EXERCISE BRIEF:
Every line below must be given again exactly.

- Opening Delimiter -

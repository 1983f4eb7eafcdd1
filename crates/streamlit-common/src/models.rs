//! 数据模型模块
//!
//! 该模块定义 StreamlitApp 的规范模型与身份推导模型。

pub mod spec;
pub mod identity;
//! Per-location capacity policy.
//!
//! A location pool holds at most `cap` active (non-failed) candidates. Once it
//! is full, a newcomer only gets in by beating the current worst member, which
//! keeps each pool at the `cap` lowest delays observed so far.

use chrono::{DateTime, Utc};

/// The member a full pool would give up. Ordered worst-first by the store:
/// highest delay, then oldest `last_tested`.
#[derive(Debug, Clone, PartialEq, Eq)]
pub struct PoolSlot {
    pub link: String,
    pub delay: Option<u32>,
    pub last_tested: Option<DateTime<Utc>>,
}

/// What to do with a passed latency result.
#[derive(Debug, Clone, PartialEq, Eq)]
pub enum Admission {
    /// Room left: insert or refresh unconditionally.
    Insert,
    /// Pool full and the newcomer is strictly faster: delete this slot first.
    Replace(PoolSlot),
    /// Pool full and the newcomer is no better than the worst member.
    Discard,
}

/// Decide admission for a result with `delay` into a pool that currently has
/// `active` other members and `worst` as its weakest one.
///
/// A worst member without a recorded delay always loses.
pub fn decide(active: u64, cap: u32, worst: Option<&PoolSlot>, delay: u32) -> Admission {
    if active < u64::from(cap) {
        return Admission::Insert;
    }
    match worst {
        Some(slot) if slot.delay.map_or(true, |worst_delay| delay < worst_delay) => {
            Admission::Replace(slot.clone())
        }
        _ => Admission::Discard,
    }
}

- Closing Delimiter -

TASK SOLUTION:
repository 1983f4eb7eafcdd1
filename crates/streamlit-common/src/models.rs
//! 数据模型模块
//!
//! 该模块定义 StreamlitApp 的规范模型与身份推导模型。

pub mod spec;
pub mod identity;
//! Per-location capacity policy.
//!
//! A location pool holds at most `cap` active (non-failed) candidates. Once it
//! is full, a newcomer only gets in by beating the current worst member, which
//! keeps each pool at the `cap` lowest delays observed so far.

use chrono::{DateTime, Utc};

/// The member a full pool would give up. Ordered worst-first by the store:
/// highest delay, then oldest `last_tested`.
#[derive(Debug, Clone, PartialEq, Eq)]
pub struct PoolSlot {
    pub link: String,
    pub delay: Option<u32>,
    pub last_tested: Option<DateTime<Utc>>,
}

/// What to do with a passed latency result.
#[derive(Debug, Clone, PartialEq, Eq)]
pub enum Admission {
    /// Room left: insert or refresh unconditionally.
    Insert,
    /// Pool full and the newcomer is strictly faster: delete this slot first.
    Replace(PoolSlot),
    /// Pool full and the newcomer is no better than the worst member.
    Discard,
}

/// Decide admission for a result with `delay` into a pool that currently has
/// `active` other members and `worst` as its weakest one.
///
/// A worst member without a recorded delay always loses.
pub fn decide(active: u64, cap: u32, worst: Option<&PoolSlot>, delay: u32) -> Admission {
    if active < u64::from(cap) {
        return Admission::Insert;
    }
    match worst {
        Some(slot) if slot.delay.map_or(true, |worst_delay| delay < worst_delay) => {
            Admission::Replace(slot.clone())
        }
        _ => Admission::Discard,
    }
}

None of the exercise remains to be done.